Com os fatos das últimas semanas, entre manifestações, paralisação e demissões, surgiu a dúvida se a obra ainda está sendo feita
José Renato Gomes, secretário de Desenvolvimento Econômico, garante que obras da planta de amônia não estão paradas. Com os fatos das últimas semanas, entre manifestações, paralisação e demissões de funcionários, surgiu a dúvida se a obra ainda está sendo realizada, pois recentemente 400 operários foram dispensados por empreiteira da Toyo Setal, responsável pela construção. Contudo, o secretário confirma que o serviço continua e que houve apenas uma desaceleração.
“Estamos acompanhando essa situação envolvendo a planta de amônia diariamente, já realizamos várias reuniões na secretaria. Portanto, neste momento, as atividades estão caminhando devagar, trabalhamos bastante para que as obras não parassem. Acredito que em breve o serviço volte ao ritmo de costume, a informação que tive é que a obra estava com o cronograma avançado e, com o corte de recurso, foi preciso adequar o serviço que estava sendo entregue com o recebimento de verba”, explica.

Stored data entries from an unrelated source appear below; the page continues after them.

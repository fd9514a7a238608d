//! Memoized notebook snapshots keyed by file path and modification time.

use std::num::NonZeroUsize;
use std::path::{Path, PathBuf};
use std::sync::{Arc, Mutex};
use std::time::SystemTime;

use async_trait::async_trait;
use lru::LruCache;
use metrics::counter;
use tracing::{debug, warn};

use crate::application::backend::NotebookSource;
use crate::domain::cells::NotebookSnapshot;

use super::lock::mutex_lock;

const SOURCE: &str = "cache::store";
pub(crate) const METRIC_MEMO_HIT: &str = "gateway_snapshot_memo_hit_total";
pub(crate) const METRIC_MEMO_MISS: &str = "gateway_snapshot_memo_miss_total";

type MemoKey = (PathBuf, SystemTime);

/// Wraps a [`NotebookSource`] so an unchanged file is only loaded once.
///
/// Failed loads are remembered as well; touching the file invalidates them.
pub struct MemoizedNotebookSource {
    inner: Arc<dyn NotebookSource>,
    entries: Mutex<LruCache<MemoKey, Option<NotebookSnapshot>>>,
}

impl MemoizedNotebookSource {
    pub fn new(inner: Arc<dyn NotebookSource>, limit: NonZeroUsize) -> Self {
        Self {
            inner,
            entries: Mutex::new(LruCache::new(limit)),
        }
    }

    pub fn len(&self) -> usize {
        mutex_lock(&self.entries, SOURCE, "len").len()
    }

    pub fn is_empty(&self) -> bool {
        self.len() == 0
    }
}

#[async_trait]
impl NotebookSource for MemoizedNotebookSource {
    async fn notebook_snapshot(&self, path: &Path) -> Option<NotebookSnapshot> {
        let modified = match tokio::fs::metadata(path)
            .await
            .and_then(|metadata| metadata.modified())
        {
            Ok(modified) => modified,
            Err(err) => {
                warn!(
                    target = "marimo_gateway::cache::store",
                    path = %path.display(),
                    error = %err,
                    "Failed to stat notebook"
                );
                return None;
            }
        };

        let key = (path.to_path_buf(), modified);
        let cached = mutex_lock(&self.entries, SOURCE, "notebook_snapshot.get")
            .get(&key)
            .cloned();
        if let Some(snapshot) = cached {
            counter!(METRIC_MEMO_HIT).increment(1);
            return snapshot;
        }

        counter!(METRIC_MEMO_MISS).increment(1);
        debug!(
            target = "marimo_gateway::cache::store",
            path = %path.display(),
            "Loading notebook snapshot"
        );
        let snapshot = self.inner.notebook_snapshot(path).await;
        mutex_lock(&self.entries, SOURCE, "notebook_snapshot.put").put(key, snapshot.clone());
        snapshot
    }
}

#[cfg(test)]
mod tests {
    use super::*;

    use std::fs::{self, File};
    use std::sync::atomic::{AtomicUsize, Ordering};
    use std::time::Duration;

    use tempfile::TempDir;

    use crate::domain::cells::{NotebookCell, SnapshotMetadata};

    #[derive(Default)]
    struct CountingSource {
        calls: AtomicUsize,
    }

    #[async_trait]
    impl NotebookSource for CountingSource {
        async fn notebook_snapshot(&self, _path: &Path) -> Option<NotebookSnapshot> {
            let call = self.calls.fetch_add(1, Ordering::SeqCst);
            Some(NotebookSnapshot {
                version: "1".to_string(),
                metadata: SnapshotMetadata::default(),
                cells: vec![NotebookCell::new(format!("cell-{call}"), "x = 1")],
            })
        }
    }

    fn limit(value: usize) -> NonZeroUsize {
        NonZeroUsize::new(value).unwrap()
    }

    #[tokio::test]
    async fn unchanged_file_is_loaded_once() {
        let dir = TempDir::new().unwrap();
        let path = dir.path().join("app.py");
        fs::write(&path, "").unwrap();

        let inner = Arc::new(CountingSource::default());
        let memo = MemoizedNotebookSource::new(inner.clone(), limit(4));

        let first = memo.notebook_snapshot(&path).await.unwrap();
        let second = memo.notebook_snapshot(&path).await.unwrap();
        assert_eq!(first, second);
        assert_eq!(inner.calls.load(Ordering::SeqCst), 1);
        assert_eq!(memo.len(), 1);
    }

    #[tokio::test]
    async fn modification_time_invalidates_the_entry() {
        let dir = TempDir::new().unwrap();
        let path = dir.path().join("app.py");
        fs::write(&path, "").unwrap();

        let inner = Arc::new(CountingSource::default());
        let memo = MemoizedNotebookSource::new(inner.clone(), limit(4));
        memo.notebook_snapshot(&path).await.unwrap();

        let later = SystemTime::now() + Duration::from_secs(60);
        File::options()
            .write(true)
            .open(&path)
            .unwrap()
            .set_modified(later)
            .unwrap();

        let refreshed = memo.notebook_snapshot(&path).await.unwrap();
        assert_eq!(refreshed.cells[0].id, "cell-1");
        assert_eq!(inner.calls.load(Ordering::SeqCst), 2);
    }

    #[tokio::test]
    async fn missing_file_yields_none_without_loading() {
        let dir = TempDir::new().unwrap();
        let inner = Arc::new(CountingSource::default());
        let memo = MemoizedNotebookSource::new(inner.clone(), limit(1));

        assert!(memo.notebook_snapshot(&dir.path().join("gone.py")).await.is_none());
        assert_eq!(inner.calls.load(Ordering::SeqCst), 0);
        assert!(memo.is_empty());
    }
}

O secretário revela que, assim como qualquer cidadão, para a Prefeitura as demissões também surpreenderam. Mas, diferente de outras cidades do país, em que estão sendo realizadas obras da Petrobras, aqui em Uberaba o serviço não parou e os funcionários demitidos estão sendo remanejados para outras empresas. “Estão sendo aproveitados em outras obras, da Valor da Logística Integrada (VLI), para construção do Terminal Integrador Uberaba (TI Uberaba), e da Triunfo, empresa responsável pela administração da BR-262, que implantou uma fábrica de pré-moldados na cidade. Estamos aproveitando esta mão de obra qualificada e a recolocando em outros empreendimentos”, explica.
Por falar em empreendimentos, o secretário comentou também a chegada de novas empresas na cidade. “Sempre temos algo no forno, é um trabalho sistemático, que só podemos anunciar quando tudo está acertado. Estamos sempre em busca de novas empresas e de forma diversificada”, afirma José Renato.